Esta situação é altamente complexa do ponto de vista computacional, porque para simular reações químicas precisamos obrigatoriamente de descrever o sistema à escala do eletrão, através da mecânica quântica (gerando cálculos extremamente complexos), mas para descrever as interações eletrostáticas do remanescente da enzima não podemos recorrer à mesma mecânica quântica, uma vez que a sua vasta dimensão gera cálculos quase irresolúveis
A solução encontrada para tratar o remanescente da enzima foi regredir a uma descrição mais simples, à escala do átomo, usando mecânica clássica, para esta vasta região. Felizmente a mecânica clássica consegue prever com sucesso essas mesmas interações eletrostáticas.
Em resumo:
i) Precisamos da mecânica quântica para descrever qualquer fenómeno que implique rearranjos electrónicos significativos (tais como as reações químicas, que envolvem redistribuição dos eletrões de valência), mas a mecânica quântica gera cálculos tão complexos que nem o mais potente computador existente consegue resolver com exatidão para sistemas com mais do que umas centenas de átomos.
ii) Precisamos da mecânica clássica para descrever sistemas de grande dimensão, que podem conter até ao milhão de átomos. A mecânica clássica descreve-os corretamente desde que não tenham lugar rearranjos electrónicos significativos. De facto, na mecânica clássica os electrões e os núcleos não são individualizados, são tratados em conjunto num átomo indivisível. As interações entre átomos distantes de uma mesma molécula, ou entre moléculas vizinhas, são bem descritos pela mecânica clássica.
Ficamos assim com um sistema multiescala, um sistema com duas escalas neste caso. O centro ativo e substrato, pequenos, são descritos por mecânica quântica e o remanescente da enzima é descrito por mecânica clássica. A figura 1 ilustra esta situação.

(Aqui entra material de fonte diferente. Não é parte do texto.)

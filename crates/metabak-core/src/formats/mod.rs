//! On-disk format helpers.
//!
//! - [`compression`]: suffix-driven compression layer selection

pub mod compression;

pub use compression::Compression;
pub use compression::plain_path;
//! Decoding and inspection of filesystem metadata backups.
//!
//! `metabak-core` turns a backup artifact that may be RSA-encrypted and/or
//! gzip/zstd compressed into plain bytes, caches the plain form next to the
//! source, and reads the trailer-indexed binary container so individual
//! segments can be inspected without a linear scan.
//!
//! # Examples
//!
//! ```no_run
//! use metabak_core::DecodeSpec;
//! use metabak_core::materialize;
//! use metabak_core::read_footer;
//! use metabak_core::report::render_summary;
//! use std::fs::File;
//!
//! # fn main() -> Result<(), Box<dyn std::error::Error>> {
//! let spec = DecodeSpec::from_env("meta-dump.bin.gz").with_private_key("/etc/metabak/key.pem");
//! let plain = materialize(&spec)?;
//! let footer = read_footer(&mut File::open(&plain.path)?)?;
//! print!("{}", render_summary(&footer, false));
//! # Ok(())
//! # }
//! ```

#![deny(unsafe_code)]
#![warn(missing_docs)]

pub mod backup;
pub mod cache;
pub mod config;
pub mod copy;
pub mod crypto;
pub mod error;
pub mod formats;
pub mod keys;
pub mod loader;
pub mod progress;
pub mod report;
pub mod storage;
pub mod stream;

#[cfg(test)]
mod test_utils;

// Re-export main API types
pub use backup::BackupFooter;
pub use backup::BackupWriter;
pub use backup::Segment;
pub use backup::SegmentKind;
pub use backup::read_footer;
pub use backup::read_segment;
pub use cache::MaterializeOutcome;
pub use cache::Materialized;
pub use cache::materialize;
pub use config::DEFAULT_THREADS;
pub use config::DecodeSpec;
pub use config::EncryptAlgo;
pub use config::PASSPHRASE_ENV;
pub use crypto::DataEncryptor;
pub use error::BackupError;
pub use error::Result;
pub use formats::Compression;
pub use keys::KeyMaterial;
pub use loader::LoadOptions;
pub use loader::LoadSummary;
pub use loader::MetaLoader;
pub use loader::ScanLoader;
pub use progress::CountingProgress;
pub use progress::LoadProgress;
pub use progress::NoopProgress;
pub use stream::ComposedStream;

Quando se tem um sistema multiescala, o maior problema é a ligação entre as duas escalas. É como fazer a região descrita por mecânica quântica “sentir” e interatuar com a região descrita por mecânica clássica, e vice versa. Esse trabalho teve início no final dos anos 70, levado a cabo pelos laureados, e ainda é uma área de intensa investigação, com vários métodos disponíveis para o mesmo fim, cada um com as suas vantagens e desvantagens. Os métodos desenvolvidos pelos laureados foram os primeiros, os pioneiros, que mostraram que era possível fragmentar uma grande molécula entre duas descrições físicas, clássica e quântica, e fazê-las interatuar de forma exata, que reproduz com precisão a realidade. Por isso lhes foi atribuído o prémio Nobel.
O seu trabalho tem aplicação em muitos mais sistemas químicos, para além das enzimas, para os quais foi desenvolvido. De facto aplica-se a qualquer sistema químico que contenha uma molécula de grande dimensão, impossível de simular por mecânica quântica em toda a sua extensão, mas cujo fenómeno em estudo esteja essencialmente restrito a uma subregião pequena da mesma molécula.
Em Portugal existem diversos grupos de investigação a trabalhar nesta área, dos quais o grupo de investigação do autor deste artigo é apenas um exemplo.